If our runAndReset returns false, then the setNextRunTime method cannot be entered:

if (ScheduledFutureTask.super.runAndReset()) {
    //Modify the Time of the current task
    setNextRunTime();
    // Put the task back into the queue
    reExecutePeriodic(outerTask);
}

In the end, there is no way for the task to be thrown into the queue, and our thread cannot get the task execution and keeps waiting.

4. Conclusion

Through the above analysis, let’s look back at the three questions at the beginning:

1. Why does task error reporting affect the timing thread pool?

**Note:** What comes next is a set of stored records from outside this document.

#![allow(dead_code)]

use lunar_bytecode::opcode::{rk_ask, Instruction, OpCode};
use lunar_bytecode::proto::{Constant, Proto};
use lunar_vm::{NativeContext, TValue, Vm};

pub fn init_logging() {
    let _ = env_logger::builder().is_test(true).try_init();
}

/// Hand assembler for test prototypes. Instructions are tagged with the
/// current line, set through `at`.
pub struct Asm {
    p: Proto,
    line: u32,
}

impl Asm {
    /// A main chunk named "=test": vararg, with `_ENV` as upvalue 0.
    pub fn main() -> Self {
        let mut p = Proto::new("=test");
        p.is_vararg = true;
        p.max_stack_size = 16;
        p.add_upvalue("_ENV", true, 0);
        Asm { p, line: 1 }
    }

    /// A nested function defined at `line` taking `params` fixed parameters.
    pub fn function(params: u8, line: u32) -> Self {
        let mut p = Proto::new("=test");
        p.num_params = params;
        p.line_defined = line;
        p.last_line_defined = line;
        p.max_stack_size = 16;
        Asm { p, line }
    }

    pub fn vararg(mut self) -> Self {
        self.p.is_vararg = true;
        self
    }

    pub fn regs(mut self, n: u8) -> Self {
        self.p.max_stack_size = n;
        self
    }

    pub fn at(&mut self, line: u32) -> &mut Self {
        self.line = line;
        self
    }

    pub fn upvalue(&mut self, name: &str, in_stack: bool, index: u8) -> u32 {
        self.p.add_upvalue(name, in_stack, index)
    }

    pub fn local(&mut self, name: &str, start_pc: u32, end_pc: u32) {
        self.p.add_local(name, start_pc, end_pc);
    }

    pub fn kint(&mut self, i: i64) -> u32 {
        self.p.add_constant(Constant::Integer(i))
    }

    pub fn kflt(&mut self, f: f64) -> u32 {
        self.p.add_constant(Constant::Float(f))
    }

    pub fn kstr(&mut self, s: &str) -> u32 {
        self.p.add_constant(Constant::string(s))
    }

    /// RK operand naming a string constant.
    pub fn rks(&mut self, s: &str) -> u32 {
        rk_ask(self.kstr(s))
    }

    /// RK operand naming an integer constant.
    pub fn rki(&mut self, i: i64) -> u32 {
        rk_ask(self.kint(i))
    }

    pub fn abc(&mut self, op: OpCode, a: u32, b: u32, c: u32) -> usize {
        self.p.emit(Instruction::abc(op, a, b, c), self.line)
    }

    pub fn abx(&mut self, op: OpCode, a: u32, bx: u32) -> usize {
        self.p.emit(Instruction::abx(op, a, bx), self.line)
    }

    pub fn asbx(&mut self, op: OpCode, a: u32, sbx: i32) -> usize {
        self.p.emit(Instruction::asbx(op, a, sbx), self.line)
    }

    pub fn ax(&mut self, op: OpCode, ax: u32) -> usize {
        self.p.emit(Instruction::ax(op, ax), self.line)
    }

    /// `R(a) := _ENV[name]`.
    pub fn get_global(&mut self, a: u32, name: &str) -> usize {
        let k = self.rks(name);
        self.abc(OpCode::GetTabUp, a, 0, k)
    }

    /// `_ENV[name] := R(a)`.
    pub fn set_global(&mut self, name: &str, a: u32) -> usize {
        let k = self.rks(name);
        self.abc(OpCode::SetTabUp, 0, k, a)
    }

    pub fn load_int(&mut self, a: u32, i: i64) -> usize {
        let k = self.kint(i);
        self.abx(OpCode::LoadK, a, k)
    }

    pub fn load_str(&mut self, a: u32, s: &str) -> usize {
        let k = self.kstr(s);
        self.abx(OpCode::LoadK, a, k)
    }

    /// Add `f` as a nested prototype and emit `CLOSURE a`.
    pub fn closure(&mut self, a: u32, f: Asm) -> usize {
        let idx = self.p.add_proto(f.finish());
        self.abx(OpCode::Closure, a, idx)
    }

    /// pc of the next instruction.
    pub fn here(&self) -> usize {
        self.p.code.len()
    }

    /// Point the jump at `pc` to the next instruction emitted.
    pub fn patch_to_here(&mut self, pc: usize) {
        let offset = self.here() as i32 - pc as i32 - 1;
        self.p.get_mut(pc).set_sbx(offset);
    }

    pub fn finish(self) -> Proto {
        self.p
    }
}

/// A fresh VM with test logging and a `select` global.
pub fn new_vm() -> Vm {
    init_logging();
    let mut vm = Vm::new();
    vm.register("select", select);
    vm
}

/// Enough of `select` for vararg tests: `select('#', ...)` and
/// `select(n, ...)`.
fn select(ctx: &mut NativeContext<'_>) -> Result<Vec<TValue>, lunar_vm::LuaError> {
    let n = ctx.arg_count().saturating_sub(1);
    if ctx.arg(1) == TValue::from("#") {
        return Ok(vec![TValue::from_integer(n as i64)]);
    }
    let i = ctx.check_integer(1)?;
    if i < 1 {
        return Err(ctx.arg_error(1, "index out of range"));
    }
    Ok(ctx.args.iter().skip(i as usize).cloned().collect())
}

/// Run a main chunk, panicking on error.
pub fn run(p: Proto) -> Vec<TValue> {
    let mut vm = new_vm();
    run_on(&mut vm, p)
}

pub fn run_on(vm: &mut Vm, p: Proto) -> Vec<TValue> {
    vm.run(p)
        .unwrap_or_else(|e| panic!("runtime error: {e}\n{}", vm.traceback(&e)))
}

/// Run a main chunk that must fail, returning the error message.
pub fn run_err(p: Proto) -> String {
    let mut vm = new_vm();
    run_err_on(&mut vm, p)
}

pub fn run_err_on(vm: &mut Vm, p: Proto) -> String {
    match vm.run(p) {
        Err(e) => e.to_string(),
        Ok(vals) => panic!("expected error, got {} results: {:?}", vals.len(), vals),
    }
}

/// Check that results[idx] is an integer with the expected value.
pub fn assert_int(results: &[TValue], idx: usize, expected: i64) {
    let val = &results[idx];
    let got = val
        .as_integer()
        .unwrap_or_else(|| panic!("result[{idx}] = {val:?}, expected integer {expected}"));
    assert_eq!(got, expected, "result[{idx}] = {got}, expected {expected}");
}

/// Check that results[idx] is a float with the expected value.
pub fn assert_float(results: &[TValue], idx: usize, expected: f64) {
    let val = &results[idx];
    let got = val
        .as_float()
        .unwrap_or_else(|| panic!("result[{idx}] = {val:?}, expected float {expected}"));
    assert!(
        (got - expected).abs() < 1e-10,
        "result[{idx}] = {got}, expected {expected}"
    );
}

pub fn assert_bool(results: &[TValue], idx: usize, expected: bool) {
    let val = &results[idx];
    let got = val
        .as_bool()
        .unwrap_or_else(|| panic!("result[{idx}] = {val:?}, expected bool {expected}"));
    assert_eq!(got, expected, "result[{idx}] = {got}, expected {expected}");
}

pub fn assert_nil(results: &[TValue], idx: usize) {
    let val = &results[idx];
    assert!(val.is_nil(), "result[{idx}] = {val:?}, expected nil");
}

pub fn assert_str(results: &[TValue], idx: usize, expected: &str) {
    let val = &results[idx];
    let got = val
        .as_str()
        .unwrap_or_else(|| panic!("result[{idx}] = {val:?}, expected string \"{expected}\""))
        .to_string_lossy();
    assert_eq!(got, expected, "result[{idx}] = \"{got}\", expected \"{expected}\"");
}

/// Run a chunk and check its results are exactly these integers.
pub fn run_check_ints(p: Proto, expected: &[i64]) {
    let results = run(p);
    assert_eq!(
        results.len(),
        expected.len(),
        "expected {} results, got {}: {results:?}",
        expected.len(),
        results.len()
    );
    for (i, &e) in expected.iter().enumerate() {
        assert_int(&results, i, e);
    }
}

/// A chunk computing `R0 := RK(b) op RK(c)` and returning R0.
pub fn binop(op: OpCode, b: TValue, c: TValue) -> Proto {
    let mut asm = Asm::main();
    let rb = rk_value(&mut asm, b);
    let rc = rk_value(&mut asm, c);
    asm.abc(op, 0, rb, rc);
    asm.abc(OpCode::Return, 0, 2, 0);
    asm.finish()
}

fn rk_value(asm: &mut Asm, v: TValue) -> u32 {
    let k = match v {
        TValue::Integer(i) => asm.kint(i),
        TValue::Float(f) => asm.kflt(f),
        TValue::String(s) => asm.kstr(&s.to_string_lossy()),
        other => panic!("no constant form for {other:?}"),
    };
    rk_ask(k)
}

Task error reporting will not affect the thread pool, but the thread pool will lose the current task and will not continue to put it in the queue.

2. Is the scheduled thread pool really dead?

The scheduled thread pool is not suspended, only the tasks that report errors are suspended.

3. How is the timing thread pool executed internally?

Thread pool + delay queue

Therefore, through the above explanation, we should realize: Try Catch must be added to scheduled tasks, otherwise once an exception occurs

Otherwise, you will be like the author, suffering a failure that cost the company tens of millions, a bloody lesson!

It is also said in Alibaba’s development documents:

The experience summed up by the predecessors is really a bloody lesson, we must listen to the advice [crying].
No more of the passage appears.